2024 AIChE Annual Meeting
(175an) Enhanced Delivery of Disease-Targeted Nanobody-siRNA Conjugates
Methods: Nanobodies can be engineered to readily cross the BBB for site specific delivery to the brain for applications in brain cancer and autoimmune diseases. In this work, we focus on the generation of a modular nanobody-siRNA conjugate platform for targeting the BBB for autoimmune diseases. T cells play a key role in the progression of multiple sclerosis by releasing antigens and cytokines that inflict inflammation and damage in the CNS or through activation of B cells, ultimately resulting in demyelination and neurodegeneration. We will investigate delivery of siRNA targeting CD4+ T cells conjugated with anti-transferrin nanobody for in vitro qPCR experiments, validating our nanobody structure with size exclusion chromatography and SDS page. The combination of parameters (siRNA gene type, nanobody, endosomolytic peptide, and linker spacing) will be optimized by using cellular uptake, stability, and impact of linker length on the delivery of siRNA.
Results: Our preliminary experiments demonstrate knockdown of luciferase in vitro to evaluate the feasibility of our structure and determine the cellular uptake with and without an endosomolytic peptide using flow cytometry and microscopy.

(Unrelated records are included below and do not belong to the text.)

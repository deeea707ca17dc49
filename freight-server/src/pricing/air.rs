//! Air segment pricing.

use chrono::NaiveDateTime;

use crate::domain::{AirlineRate, Currency, Request, RouteSegment, ServiceType, convert_to_eur};
use crate::routing::{FlightQuery, find_first_available_flight};
use crate::store::{FlightStore, RateStore};

use super::error::PricingError;
use super::SegmentQuote;

/// Price an air segment starting no earlier than `start`.
///
/// Picks the earliest scheduled flight on the segment's airline whose
/// departure is at or after `start` and, when the request carries a
/// delivery deadline, whose arrival is at or before it. The price sums the
/// airline's weight charge, fuel surcharge and base price with the export
/// fees at the origin airport and import fees at the destination airport,
/// each converted to EUR in its own currency.
pub fn price_air_segment<S>(
    store: &S,
    segment: &RouteSegment,
    request: &Request,
    start: NaiveDateTime,
) -> Result<SegmentQuote, PricingError>
where
    S: FlightStore + RateStore,
{
    let origin = segment
        .origin_airport
        .ok_or(PricingError::MissingRequiredField("origin airport"))?;
    let destination = segment
        .destination_airport
        .ok_or(PricingError::MissingRequiredField("destination airport"))?;
    let airline = segment
        .airline
        .as_deref()
        .ok_or(PricingError::MissingRequiredField("airline"))?;
    let weight_kg = request
        .weight_kg
        .ok_or(PricingError::MissingRequiredField("cargo weight"))?;

    let (Some(origin_cc), Some(destination_cc)) = (
        segment.origin_country_code.as_deref(),
        segment.destination_country_code.as_deref(),
    ) else {
        return Err(PricingError::MissingCountryCode);
    };

    let query = FlightQuery {
        origin: &origin,
        destination: &destination,
        airline,
        start_time: Some(start),
        delivery_deadline: request.delivery_date,
    };
    let flight = find_first_available_flight(store, &query)?.ok_or_else(|| {
        PricingError::NoFlightFound {
            origin,
            destination,
            airline: airline.to_owned(),
            start,
            deadline: request.delivery_date,
        }
    })?;

    let export_rate = store
        .airport_rate(&origin, airline, ServiceType::Export)?
        .ok_or_else(|| PricingError::AirportRateNotFound {
            station: origin,
            airline: airline.to_owned(),
            service_type: ServiceType::Export,
        })?;
    let import_rate = store
        .airport_rate(&destination, airline, ServiceType::Import)?
        .ok_or_else(|| PricingError::AirportRateNotFound {
            station: destination,
            airline: airline.to_owned(),
            service_type: ServiceType::Import,
        })?;
    let airline_rate = store
        .airline_rate(&origin, origin_cc, destination_cc)?
        .ok_or_else(|| PricingError::AirlineRateNotFound {
            station: origin,
            origin_country: origin_cc.to_owned(),
            destination_country: destination_cc.to_owned(),
        })?;

    let carriage = weight_charge(&airline_rate, weight_kg)
        + airline_rate.fuel_charge_per_kg * weight_kg
        + airline_rate.base_price;

    let price_eur = convert_to_eur(carriage, airline_rate.currency)
        + convert_to_eur(export_rate.total_fee(), export_rate.currency)
        + convert_to_eur(import_rate.total_fee(), import_rate.currency);

    let duration_hours = flight.duration_hours();

    let mut priced = segment.clone();
    priced.flight_number = Some(flight.flight_number.clone());
    priced.scheduled_flight_id = Some(flight.id);
    priced.price_eur = Some(price_eur);
    priced.currency = Some(Currency::Eur);
    priced.duration_hours = Some(duration_hours);
    priced.departure_time = Some(flight.departure_at);
    priced.arrival_time = Some(flight.arrival_at);

    Ok(SegmentQuote {
        segment: priced,
        price_eur,
        duration_hours,
        arrival: flight.arrival_at,
    })
}

/// The tiered weight charge: the per-kg price of the smallest configured
/// breakpoint at or above the cargo weight, times the weight. Cargo above
/// every breakpoint has no weight charge.
fn weight_charge(rate: &AirlineRate, weight_kg: f64) -> f64 {
    rate.tiers()
        .into_iter()
        .find_map(|(breakpoint, per_kg)| {
            (weight_kg <= breakpoint).then_some(per_kg).flatten()
        })
        .map_or(0.0, |per_kg| per_kg * weight_kg)
}


#[cfg(test)]
mod proptests {
    use super::*;
    use crate::domain::{Currency, IataCode};
    use proptest::prelude::*;

    fn fully_configured_rate(per_kg: [f64; 6]) -> AirlineRate {
        AirlineRate {
            station: IataCode::parse("FRA").unwrap(),
            origin_country_code: "DE".into(),
            destination_country_code: "MX".into(),
            airline: "LH".into(),
            fuel_charge_per_kg: 0.0,
            base_price: 0.0,
            price_under_45kg: Some(per_kg[0]),
            price_under_100kg: Some(per_kg[1]),
            price_under_250kg: Some(per_kg[2]),
            price_under_300kg: Some(per_kg[3]),
            price_under_500kg: Some(per_kg[4]),
            price_under_1000kg: Some(per_kg[5]),
            over_1000kg: None,
            currency: Currency::Eur,
        }
    }

    proptest! {
        /// Property: with every tier configured, the charge uses the per-kg
        /// price of the smallest breakpoint at or above the weight, and
        /// anything above the last breakpoint charges nothing.
        #[test]
        fn charge_matches_selected_tier(
            weight in 0.1f64..1500.0,
            per_kg in proptest::array::uniform6(0.5f64..10.0),
        ) {
            let rate = fully_configured_rate(per_kg);
            let charge = weight_charge(&rate, weight);

            let expected = rate
                .tiers()
                .iter()
                .find(|(breakpoint, _)| weight <= *breakpoint)
                .map_or(0.0, |(_, p)| p.unwrap() * weight);

            prop_assert_eq!(charge, expected);
            if weight > 1000.0 {
                prop_assert_eq!(charge, 0.0);
            }
        }
    }
}
//! Airport proximity search.

use crate::domain::{Airport, Coordinates};
use crate::store::{AirportStore, StoreError};

/// Find the `limit` airports closest to a point, ascending by
/// great-circle distance.
///
/// Ties keep the stored table order. An empty airport table yields an
/// empty list, not an error. Pure query, no side effects.
pub fn find_closest_airports<S: AirportStore>(
    store: &S,
    point: Coordinates,
    limit: usize,
) -> Result<Vec<Airport>, StoreError> {
    let mut by_distance: Vec<(f64, Airport)> = store
        .airports()?
        .into_iter()
        .map(|airport| (point.haversine_km(&airport.coordinates), airport))
        .collect();

    by_distance.sort_by(|a, b| a.0.total_cmp(&b.0));
    by_distance.truncate(limit);

    Ok(by_distance.into_iter().map(|(_, airport)| airport).collect())
}

#[cfg(test)]
mod tests {
    use super::*;
    use crate::domain::IataCode;
    use crate::store::MemoryStore;

    fn airport(code: &str, lat: f64, lon: f64) -> Airport {
        Airport {
            code: IataCode::parse(code).unwrap(),
            name: format!("{code} Airport"),
            country_code: "DE".into(),
            coordinates: Coordinates::new(lat, lon),
            place_id: None,
            region: None,
        }
    }

    fn store_with(airports: Vec<Airport>) -> MemoryStore {
        let store = MemoryStore::new();
        store.add_airports(airports).unwrap();
        store
    }

    #[test]
    fn empty_table_yields_empty_list() {
        let store = MemoryStore::new();
        let result = find_closest_airports(&store, Coordinates::new(50.0, 8.0), 3).unwrap();
        assert!(result.is_empty());
    }

    #[test]
    fn nearest_first() {
        // Query point is Mainz; FRA is much closer than MUC or HAM.
        let store = store_with(vec![
            airport("MUC", 48.353, 11.786),
            airport("FRA", 50.033, 8.570),
            airport("HAM", 53.630, 9.988),
        ]);

        let result = find_closest_airports(&store, Coordinates::new(50.0, 8.27), 3).unwrap();
        let codes: Vec<&str> = result.iter().map(|a| a.code.as_str()).collect();
        assert_eq!(codes, vec!["FRA", "MUC", "HAM"]);
    }

    #[test]
    fn respects_limit() {
        let store = store_with(vec![
            airport("MUC", 48.353, 11.786),
            airport("FRA", 50.033, 8.570),
            airport("HAM", 53.630, 9.988),
            airport("STR", 48.690, 9.222),
        ]);

        let result = find_closest_airports(&store, Coordinates::new(50.0, 8.27), 2).unwrap();
        assert_eq!(result.len(), 2);
        assert_eq!(result[0].code.as_str(), "FRA");
    }

    #[test]
    fn limit_larger_than_table() {
        let store = store_with(vec![airport("FRA", 50.033, 8.570)]);
        let result = find_closest_airports(&store, Coordinates::new(50.0, 8.27), 5).unwrap();
        assert_eq!(result.len(), 1);
    }
}
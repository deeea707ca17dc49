//! HTTP client for an OSRM-compatible routing service.

use serde::Deserialize;

use crate::domain::Coordinates;

use super::DistanceError;
use super::DistanceProvider;

/// Default base URL for the routing service.
const DEFAULT_BASE_URL: &str = "https://router.project-osrm.org";

/// Configuration for the routing-service client.
#[derive(Debug, Clone)]
pub struct MatrixConfig {
    /// Base URL of the OSRM-compatible service
    pub base_url: String,
    /// Request timeout in seconds
    pub timeout_secs: u64,
}

impl MatrixConfig {
    pub fn new() -> Self {
        Self {
            base_url: DEFAULT_BASE_URL.to_string(),
            timeout_secs: 30,
        }
    }

    /// Set a custom base URL (for testing or a self-hosted instance).
    pub fn with_base_url(mut self, url: impl Into<String>) -> Self {
        self.base_url = url.into();
        self
    }

    /// Set request timeout.
    pub fn with_timeout(mut self, secs: u64) -> Self {
        self.timeout_secs = secs;
        self
    }
}

impl Default for MatrixConfig {
    fn default() -> Self {
        Self::new()
    }
}

/// Road-distance client backed by an OSRM-compatible `/route` endpoint.
#[derive(Debug, Clone)]
pub struct MatrixClient {
    http: reqwest::Client,
    base_url: String,
}

#[derive(Debug, Deserialize)]
struct RouteResponse {
    code: String,
    #[serde(default)]
    routes: Vec<RouteEntry>,
}

#[derive(Debug, Deserialize)]
struct RouteEntry {
    /// Route length in metres.
    distance: f64,
}

impl MatrixClient {
    /// Create a new client with the given configuration.
    pub fn new(config: MatrixConfig) -> Result<Self, DistanceError> {
        let http = reqwest::Client::builder()
            .timeout(std::time::Duration::from_secs(config.timeout_secs))
            .build()?;

        Ok(Self {
            http,
            base_url: config.base_url,
        })
    }
}

impl DistanceProvider for MatrixClient {
    async fn distance_km(&self, from: Coordinates, to: Coordinates) -> Result<f64, DistanceError> {
        // OSRM takes lon,lat pairs.
        let url = format!(
            "{}/route/v1/driving/{:.6},{:.6};{:.6},{:.6}?overview=false",
            self.base_url, from.longitude, from.latitude, to.longitude, to.latitude,
        );

        let response = self.http.get(&url).send().await?;

        let status = response.status();
        if !status.is_success() {
            let message = response.text().await.unwrap_or_default();
            return Err(DistanceError::Provider {
                status: status.as_u16(),
                message,
            });
        }

        let body: RouteResponse = response
            .json()
            .await
            .map_err(|e| DistanceError::Decode(e.to_string()))?;

        if body.code != "Ok" {
            return Err(DistanceError::NoRoute);
        }

        body.routes
            .first()
            .map(|r| r.distance / 1000.0)
            .ok_or(DistanceError::NoRoute)
    }
}

#[cfg(test)]
mod tests {
    use super::*;

    #[test]
    fn config_builders() {
        let config = MatrixConfig::new()
            .with_base_url("http://localhost:5000")
            .with_timeout(5);
        assert_eq!(config.base_url, "http://localhost:5000");
        assert_eq!(config.timeout_secs, 5);
    }

    #[test]
    fn decodes_route_response() {
        let json = r#"{"code":"Ok","routes":[{"distance":104213.5,"duration":4200.0}]}"#;
        let body: RouteResponse = serde_json::from_str(json).unwrap();
        assert_eq!(body.code, "Ok");
        assert_eq!(body.routes[0].distance, 104213.5);
    }

    #[test]
    fn decodes_no_route_response() {
        let json = r#"{"code":"NoRoute","message":"Impossible route"}"#;
        let body: RouteResponse = serde_json::from_str(json).unwrap();
        assert_eq!(body.code, "NoRoute");
        assert!(body.routes.is_empty());
    }
}
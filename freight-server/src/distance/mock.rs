//! Great-circle fallback distance provider.
//!
//! Used when the routing service is unavailable or in mock mode. Applies a
//! flat circuity factor to approximate road distance from the great-circle
//! distance.

use crate::domain::Coordinates;

use super::{DistanceError, DistanceProvider};

/// Typical ratio of European road distance to great-circle distance.
const DEFAULT_ROAD_FACTOR: f64 = 1.3;

/// Offline distance provider: haversine distance times a circuity factor.
#[derive(Debug, Clone)]
pub struct GreatCircleDistance {
    road_factor: f64,
}

impl GreatCircleDistance {
    pub fn new(road_factor: f64) -> Self {
        Self { road_factor }
    }
}

impl Default for GreatCircleDistance {
    fn default() -> Self {
        Self::new(DEFAULT_ROAD_FACTOR)
    }
}

impl DistanceProvider for GreatCircleDistance {
    async fn distance_km(&self, from: Coordinates, to: Coordinates) -> Result<f64, DistanceError> {
        Ok(from.haversine_km(&to) * self.road_factor)
    }
}
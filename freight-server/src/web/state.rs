//! Application state for the web layer.

use std::sync::Arc;

use crate::cache::CachedDistance;
use crate::distance::DistanceService;
use crate::store::MemoryStore;

/// Shared application state.
///
/// Contains the storage handle and the road-distance provider used by the
/// pricing engine.
#[derive(Clone)]
pub struct AppState {
    /// Reference data, requests and route options
    pub store: Arc<MemoryStore>,

    /// Cached road-distance provider
    pub distance: Arc<CachedDistance<DistanceService>>,
}

impl AppState {
    /// Create a new app state.
    pub fn new(store: MemoryStore, distance: CachedDistance<DistanceService>) -> Self {
        Self {
            store: Arc::new(store),
            distance: Arc::new(distance),
        }
    }
}
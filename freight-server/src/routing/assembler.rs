//! Route assembly.
//!
//! Materializes each flight candidate into a persisted three-segment
//! route option owned by the request.

use crate::domain::{Request, RouteDraft, RouteOption, SegmentDraft};
use crate::store::{AirportStore, FlightStore, RouteStore};

use super::builder::find_flight_options;
use super::error::RoutingError;

/// Build and persist one unpriced route option per flight candidate.
///
/// Each route has exactly three segments: trucking from the request origin
/// to the origin airport, the air leg, and trucking from the destination
/// airport to the request destination. A route and its segments are
/// persisted atomically.
///
/// Rebuilding is delete-then-recreate: callers that want a fresh candidate
/// set must clear the request's existing routes first (the web layer does).
pub fn build_available_routes<S>(store: &S, request: &Request) -> Result<Vec<RouteOption>, RoutingError>
where
    S: AirportStore + FlightStore + RouteStore,
{
    let (Some(origin_geo), Some(destination_geo)) = (&request.origin, &request.destination) else {
        return Err(RoutingError::MissingGeocoding);
    };

    let candidates = find_flight_options(store, request)?;
    let mut routes = Vec::with_capacity(candidates.len());

    for candidate in candidates {
        let pickup_leg = SegmentDraft::trucking(
            request.origin_address.clone(),
            origin_geo.coordinates,
            Some(origin_geo.country_code.clone()),
            candidate.origin.name.clone(),
            candidate.origin.coordinates,
            Some(candidate.origin.country_code.clone()),
        );

        let air_leg = SegmentDraft::air(&candidate.origin, &candidate.destination, &candidate.airline);

        let delivery_leg = SegmentDraft::trucking(
            candidate.destination.name.clone(),
            candidate.destination.coordinates,
            Some(candidate.destination.country_code.clone()),
            request.destination_address.clone(),
            destination_geo.coordinates,
            Some(destination_geo.country_code.clone()),
        );

        let draft = RouteDraft::new(request.id, vec![pickup_leg, air_leg, delivery_leg])?;
        routes.push(store.insert_route(draft)?);
    }

    tracing::debug!(request = %request.id, routes = routes.len(), "assembled route options");

    Ok(routes)
}

#[cfg(test)]
mod tests {
    use super::*;
    use crate::domain::{
        Airport, Coordinates, FlightId, Geocoded, IataCode, RequestId, RequestStatus, RouteStatus,
        ScheduledFlight, SegmentType,
    };
    use crate::store::MemoryStore;
    use chrono::NaiveDateTime;

    fn dt(s: &str) -> NaiveDateTime {
        NaiveDateTime::parse_from_str(s, "%Y-%m-%d %H:%M").unwrap()
    }

    fn iata(s: &str) -> IataCode {
        IataCode::parse(s).unwrap()
    }

    fn airport(code: &str, lat: f64, lon: f64, cc: &str) -> Airport {
        Airport {
            code: iata(code),
            name: format!("{code} Airport"),
            country_code: cc.into(),
            coordinates: Coordinates::new(lat, lon),
            place_id: None,
            region: None,
        }
    }

    fn flight(id: u64, airline: &str, from: &str, to: &str, dep: &str) -> ScheduledFlight {
        ScheduledFlight {
            id: FlightId(id),
            airline: airline.into(),
            flight_number: format!("{airline}{id}"),
            origin: iata(from),
            destination: iata(to),
            departure_at: dt(dep),
            arrival_at: dt(dep) + chrono::Duration::hours(11),
            pattern_id: None,
        }
    }

    fn request() -> Request {
        Request {
            id: RequestId(1),
            company: "ACME".into(),
            pickup_date: Some(dt("2025-06-01 08:00")),
            delivery_date: None,
            height_cm: None,
            width_cm: None,
            length_cm: None,
            weight_kg: Some(100.0),
            origin_address: "Mainz, Germany".into(),
            destination_address: "Puebla, Mexico".into(),
            origin: Some(Geocoded {
                coordinates: Coordinates::new(50.0, 8.27),
                formatted_address: "Mainz, Germany".into(),
                place_id: None,
                country_code: "DE".into(),
            }),
            destination: Some(Geocoded {
                coordinates: Coordinates::new(19.04, -98.2),
                formatted_address: "Puebla, Mexico".into(),
                place_id: None,
                country_code: "MX".into(),
            }),
            status: RequestStatus::Pending,
            priority: None,
            cheapest_route_id: None,
            fastest_route_id: None,
        }
    }

    fn seeded_store() -> MemoryStore {
        let store = MemoryStore::new();
        store
            .add_airports(vec![
                airport("FRA", 50.033, 8.570, "DE"),
                airport("MEX", 19.436, -99.072, "MX"),
            ])
            .unwrap();
        store
            .add_flights(vec![flight(1, "LH", "FRA", "MEX", "2025-06-02 10:00")])
            .unwrap();
        store
    }

    #[test]
    fn builds_three_segment_routes() {
        let store = seeded_store();
        let routes = build_available_routes(&store, &request()).unwrap();

        assert_eq!(routes.len(), 1);
        let route = &routes[0];
        assert_eq!(route.status, RouteStatus::Initialized);
        assert!(route.total_price_eur.is_none());
        assert_eq!(route.segments.len(), 3);

        let types: Vec<SegmentType> = route.segments.iter().map(|s| s.segment_type).collect();
        assert_eq!(
            types,
            vec![SegmentType::Trucking, SegmentType::Air, SegmentType::Trucking]
        );
        let sequences: Vec<u32> = route.segments.iter().map(|s| s.sequence).collect();
        assert_eq!(sequences, vec![1, 2, 3]);
    }

    #[test]
    fn segments_carry_endpoint_details() {
        let store = seeded_store();
        let routes = build_available_routes(&store, &request()).unwrap();
        let segments = &routes[0].segments;

        // Pickup leg: request origin to origin airport.
        assert_eq!(segments[0].origin_name, "Mainz, Germany");
        assert_eq!(segments[0].destination_name, "FRA Airport");
        assert_eq!(segments[0].origin_country_code.as_deref(), Some("DE"));
        assert_eq!(segments[0].destination_country_code.as_deref(), Some("DE"));
        assert!(segments[0].origin_coordinates.is_some());

        // Air leg: airports, airline, country codes.
        assert_eq!(segments[1].origin_airport, Some(iata("FRA")));
        assert_eq!(segments[1].destination_airport, Some(iata("MEX")));
        assert_eq!(segments[1].airline.as_deref(), Some("LH"));
        assert_eq!(segments[1].origin_country_code.as_deref(), Some("DE"));
        assert_eq!(segments[1].destination_country_code.as_deref(), Some("MX"));

        // Delivery leg: destination airport to request destination.
        assert_eq!(segments[2].origin_name, "MEX Airport");
        assert_eq!(segments[2].destination_name, "Puebla, Mexico");
        assert_eq!(segments[2].destination_country_code.as_deref(), Some("MX"));
    }

    #[test]
    fn routes_are_persisted() {
        let store = seeded_store();
        let req = request();
        let routes = build_available_routes(&store, &req).unwrap();

        let stored = store.routes_for_request(req.id).unwrap();
        assert_eq!(stored, routes);
    }

    #[test]
    fn missing_geocoding_is_an_error() {
        let store = seeded_store();
        let mut req = request();
        req.origin = None;

        let result = build_available_routes(&store, &req);
        assert!(matches!(result, Err(RoutingError::MissingGeocoding)));
    }

    #[test]
    fn clear_and_rebuild_recreates_the_same_candidate_set() {
        let store = seeded_store();
        let req = request();

        let first = build_available_routes(&store, &req).unwrap();
        store.delete_routes_for_request(req.id).unwrap();
        let second = build_available_routes(&store, &req).unwrap();

        assert_eq!(first.len(), second.len());
        for (a, b) in first.iter().zip(second.iter()) {
            // Fresh ids, identical airport/airline tuples.
            assert_ne!(a.id, b.id);
            assert_eq!(
                a.segments[1].origin_airport,
                b.segments[1].origin_airport
            );
            assert_eq!(
                a.segments[1].destination_airport,
                b.segments[1].destination_airport
            );
            assert_eq!(a.segments[1].airline, b.segments[1].airline);
        }
    }
}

We will also investigate the modulation of nanobody type to target different cells through transcytosis within the BBB and CNS. The top combinations of our platform will be used to evaluate delivery of a therapeutic siRNA. The impacts of gene knockdown using qPCR, western blots, and viability in vitro will be examined for future optimization.
Conclusions: Future studies will explore the nanobody-siRNA conjugate platform in vivo using flow cytometry to monitor cellular uptake and off-target effects. The impact of therapeutic siRNA will be monitored in vivo to understand the efficacy of the platform and the epitope spreading. This work will allow for more site-specific targeting across the BBB for delivery of siRNA to enable targeted knockdown of the gene expression of interest, and possibly generating novel modular nanobodies.